Home

Rechtbank Gelderland, 27-08-2019, ECLI:NL:RBGEL:2019:3810, AWB - 17 _ 6269

Rechtbank Gelderland, 27-08-2019, ECLI:NL:RBGEL:2019:3810, AWB - 17 _ 6269

Gegevens

Instantie
Rechtbank Gelderland
Datum uitspraak
27 augustus 2019
Datum publicatie
29 augustus 2019
ECLI
ECLI:NL:RBGEL:2019:3810
Zaaknummer
AWB - 17 _ 6269

Inhoudsindicatie

Beroep niet-ontvankelijk. Niet aannemelijk gemaakt dat het door beroep is ingesteld namens eiseres op basis van een daartoe verstrekte volmacht van toereikende omvang.

Uitspraak

Zittingsplaats Arnhem

Belastingrecht

zaaknummers: AWB 17/6269 en 17/6270

in de zaken tussen

en

Procesverloop

Verweerder heeft aan eiser met dagtekening 26 mei 2016 een informatiebeschikking krachtens artikel 52a van de Algemene wet inzake rijksbelastingen (AWR) afgegeven voor de omzetbelasting over de tijdvakken 1 januari 2011 tot en met 30 september 2015 en voor de vennootschapsbelasting over de jaren 2011, 2012 en 2013.

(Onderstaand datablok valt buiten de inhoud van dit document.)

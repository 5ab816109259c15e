use std::sync::Arc;

use thiserror::Error;
use tracing::info;

use crate::application::{content::ContentError, page::PageDataService};

#[derive(Debug, Error)]
pub enum CacheWarmError {
    #[error("failed to load page data: {0}")]
    PageData(#[from] ContentError),
}

/// Entry counts per category after a warm run.
#[derive(Debug, Clone, Copy, Default, PartialEq, Eq)]
pub struct WarmSummary {
    pub bio_sections: usize,
    pub journey: usize,
    pub tech_categories: usize,
    pub achievements: usize,
    pub projects: usize,
}

/// Fills the cache by running one full page aggregation.
pub struct CacheWarmer {
    page: Arc<PageDataService>,
}

impl CacheWarmer {
    pub fn new(page: Arc<PageDataService>) -> Self {
        Self { page }
    }

    pub async fn warm(&self) -> Result<WarmSummary, CacheWarmError> {
        info!(target = "folio::cache_warmer", "warming page data cache");

        let data = self.page.try_page_data().await?;
        let summary = WarmSummary {
            bio_sections: data.bio_sections.len(),
            journey: data.journey_data.len(),
            tech_categories: data.tech_stack.len(),
            achievements: data.achievements.len(),
            projects: data.projects.len(),
        };

        info!(
            target = "folio::cache_warmer",
            bio_sections = summary.bio_sections,
            journey = summary.journey,
            tech_categories = summary.tech_categories,
            achievements = summary.achievements,
            projects = summary.projects,
            "page data cache warmed"
        );

        Ok(summary)
    }
}
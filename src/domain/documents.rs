//! Raw store documents and the identity mapper.
//!
//! A stored document carries its storage-assigned identity under `_id`. The
//! mapper renames that field to `id` and hands every other field through
//! untouched; shape checking is left to the entity's `Deserialize` impl.

use serde::de::DeserializeOwned;
use serde_json::{Map, Value};

use super::entities::{Achievement, BioSection, JourneyEntry, Project, TechCategory};
use super::error::DomainError;

/// Field under which the document store keeps a document's identity.
pub const IDENTITY_FIELD: &str = "_id";
/// Field under which mapped entities expose their identity.
pub const ID_FIELD: &str = "id";

/// Semi-structured document as read from a collection.
#[derive(Debug, Clone, PartialEq)]
pub struct RawDocument {
    id: String,
    fields: Map<String, Value>,
}

impl RawDocument {
    /// Build a document from its identity and remaining fields. A stray `_id`
    /// inside `fields` is dropped in favour of `id`.
    pub fn new(id: impl Into<String>, mut fields: Map<String, Value>) -> Result<Self, DomainError> {
        let id = id.into();
        if id.is_empty() {
            return Err(DomainError::InvalidIdentity);
        }
        fields.remove(IDENTITY_FIELD);
        Ok(Self { id, fields })
    }

    /// Parse a document that embeds its identity under `_id`.
    pub fn from_value(value: Value) -> Result<Self, DomainError> {
        let Value::Object(mut fields) = value else {
            return Err(DomainError::NotAnObject);
        };

        let id = match fields.remove(IDENTITY_FIELD) {
            Some(Value::String(id)) => id,
            Some(_) => return Err(DomainError::InvalidIdentity),
            None => {
                return Err(DomainError::MissingIdentity {
                    field: IDENTITY_FIELD,
                });
            }
        };

        Self::new(id, fields)
    }

    pub fn id(&self) -> &str {
        &self.id
    }

    pub fn fields(&self) -> &Map<String, Value> {
        &self.fields
    }

    pub fn into_parts(self) -> (String, Map<String, Value>) {
        (self.id, self.fields)
    }
}

/// Entities that can be produced from a [`RawDocument`].
pub trait Document: DeserializeOwned {
    const ENTITY: &'static str;
}

impl Document for BioSection {
    const ENTITY: &'static str = "BioSection";
}

impl Document for JourneyEntry {
    const ENTITY: &'static str = "JourneyEntry";
}

impl Document for TechCategory {
    const ENTITY: &'static str = "TechCategory";
}

impl Document for Achievement {
    const ENTITY: &'static str = "Achievement";
}

impl Document for Project {
    const ENTITY: &'static str = "Project";
}

/// Rename the storage identity to `id`; all other fields pass through as-is.
pub fn rename_identity(document: RawDocument) -> Map<String, Value> {
    let (id, mut fields) = document.into_parts();
    fields.insert(ID_FIELD.to_string(), Value::String(id));
    fields
}

/// Map a stored document into its entity type.
pub fn map_document<T: Document>(document: RawDocument) -> Result<T, DomainError> {
    serde_json::from_value(Value::Object(rename_identity(document)))
        .map_err(|err| DomainError::shape(T::ENTITY, err.to_string()))
}
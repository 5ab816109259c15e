//! Content import from a TOML archive.
//!
//! The archive holds one array of tables per collection, each table being a
//! stored document with its `_id`:
//!
//! ```toml
//! [[bio]]
//! _id = "b1"
//! icon = "👋"
//! title = "Hello"
//! content = "..."
//! ```

use std::{collections::HashSet, path::Path};

use serde::Deserialize;
use thiserror::Error;
use tokio::fs;

use crate::application::content::Category;
use crate::application::repos::{DocumentsWriteRepo, NewDocument, RepoError};
use crate::domain::documents::RawDocument;
use crate::domain::error::DomainError;

#[derive(Debug, Error)]
pub enum ImportError {
    #[error("failed to read archive: {0}")]
    Io(#[from] std::io::Error),
    #[error("invalid archive: {0}")]
    Parse(#[from] toml::de::Error),
    #[error("document #{index} in `{collection}` is invalid: {source}")]
    Document {
        collection: &'static str,
        index: usize,
        #[source]
        source: DomainError,
    },
    #[error("duplicate id `{id}` in `{collection}`")]
    DuplicateId { collection: &'static str, id: String },
    #[error(transparent)]
    Repo(#[from] RepoError),
}

#[derive(Debug, Default, Deserialize)]
#[serde(default, deny_unknown_fields)]
struct ContentArchive {
    bio: Vec<toml::Table>,
    journey: Vec<toml::Table>,
    techstack: Vec<toml::Table>,
    achievements: Vec<toml::Table>,
    projects: Vec<toml::Table>,
}

impl ContentArchive {
    fn collection(&self, category: Category) -> &[toml::Table] {
        match category {
            Category::Bio => &self.bio,
            Category::Journey => &self.journey,
            Category::TechStack => &self.techstack,
            Category::Achievements => &self.achievements,
            Category::Projects => &self.projects,
        }
    }
}

#[derive(Debug, Clone, Copy, Default, PartialEq, Eq)]
pub struct ImportSummary {
    pub documents: u64,
}

/// Parse an archive into documents, checking identities per collection.
pub fn parse_archive(text: &str) -> Result<Vec<NewDocument>, ImportError> {
    let archive: ContentArchive = toml::from_str(text)?;
    let mut documents = Vec::new();

    for category in Category::ALL {
        let collection = category.collection();
        let mut seen = HashSet::new();

        for (index, table) in archive.collection(category).iter().enumerate() {
            let value = serde_json::to_value(table).map_err(|err| ImportError::Document {
                collection,
                index,
                source: DomainError::shape(collection, err.to_string()),
            })?;
            let document =
                RawDocument::from_value(value).map_err(|source| ImportError::Document {
                    collection,
                    index,
                    source,
                })?;

            if !seen.insert(document.id().to_string()) {
                return Err(ImportError::DuplicateId {
                    collection,
                    id: document.id().to_string(),
                });
            }

            documents.push(NewDocument {
                collection: collection.to_string(),
                document,
            });
        }
    }

    Ok(documents)
}

/// Import the archive at `path`, upserting every document in one transaction.
pub async fn import_content(
    repo: &dyn DocumentsWriteRepo,
    path: &Path,
) -> Result<ImportSummary, ImportError> {
    let text = fs::read_to_string(path).await?;
    let documents = parse_archive(&text)?;
    let written = repo.upsert_documents(&documents).await?;
    Ok(ImportSummary { documents: written })
}
use std::path::PathBuf;

use clap::{Args, Parser, Subcommand, ValueHint, builder::BoolishValueParser};

use crate::cache::CacheBackend;

/// Command-line arguments for the Folio binary.
#[derive(Debug, Parser)]
#[command(name = "folio", version, about = "Folio portfolio content server")]
pub struct CliArgs {
    /// Optional path to a configuration file.
    #[arg(long = "config-file", env = "FOLIO_CONFIG_FILE", value_name = "PATH")]
    pub config_file: Option<PathBuf>,

    #[command(subcommand)]
    pub command: Option<Command>,
}

#[derive(Debug, Subcommand, Clone)]
pub enum Command {
    /// Run the HTTP content API.
    Serve(Box<ServeArgs>),
    /// Load every category once and store it in the cache.
    Warm(WarmArgs),
    /// Import content documents from a TOML archive.
    Import(ImportArgs),
}

#[derive(Debug, Args, Default, Clone)]
pub struct ServeArgs {
    #[command(flatten)]
    pub overrides: ServeOverrides,
}

#[derive(Debug, Args, Default, Clone)]
pub struct DatabaseOverride {
    /// Override the database connection URL.
    #[arg(long = "database-url", value_name = "URL")]
    pub database_url: Option<String>,
}

#[derive(Debug, Args, Default, Clone)]
pub struct CacheOverrides {
    /// Override the cache backend (memory|redis|disabled).
    #[arg(long = "cache-backend", value_name = "BACKEND")]
    pub cache_backend: Option<CacheBackend>,

    /// Override the Redis connection URL.
    #[arg(long = "cache-url", value_name = "URL")]
    pub cache_url: Option<String>,
}

#[derive(Debug, Args, Default, Clone)]
pub struct ServeOverrides {
    #[command(flatten)]
    pub database: DatabaseOverride,

    #[command(flatten)]
    pub cache: CacheOverrides,

    /// Override the listener host.
    #[arg(long = "server-host", value_name = "HOST")]
    pub server_host: Option<String>,

    /// Override the listener port.
    #[arg(long = "server-port", value_name = "PORT")]
    pub server_port: Option<u16>,

    /// Override the base log level (trace|debug|info|warn|error).
    #[arg(long = "log-level", value_name = "LEVEL")]
    pub log_level: Option<String>,

    /// Toggle JSON logging.
    #[arg(
        long = "log-json",
        value_name = "BOOL",
        value_parser = BoolishValueParser::new()
    )]
    pub log_json: Option<bool>,
}

#[derive(Debug, Args, Default, Clone)]
pub struct WarmArgs {
    #[command(flatten)]
    pub database: DatabaseOverride,

    #[command(flatten)]
    pub cache: CacheOverrides,
}

#[derive(Debug, Args, Clone)]
pub struct ImportArgs {
    #[command(flatten)]
    pub database: DatabaseOverride,

    /// Path to the archive to import.
    #[arg(value_name = "FILE", value_hint = ValueHint::FilePath)]
    pub file: PathBuf,
}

Bij uitspraak op bezwaar van 3 augustus 2017 heeft verweerder de hiertegen gemaakte bezwaren ongegrond verklaard en de beschikking gehandhaafd.

Bij brief van 12 september 2017, ontvangen door de rechtbank Zeeland-West-Brabant op 13 september 2017, is beroep ingesteld. Het beroep is doorgezonden naar de rechtbank Gelderland, waar het op 14 november 2017 is ontvangen.

Verweerder heeft de op de zaken betrekking hebbende stukken overgelegd en een verweerschrift ingediend.

Bij telefaxbericht van 29 april 2019 heeft verweerder nadere stukken ingediend. Deze stukken zijn door de rechtbank doorgestuurd naar eiseres.

Het onderzoek ter zitting heeft plaatsgevonden op 3 mei 2019.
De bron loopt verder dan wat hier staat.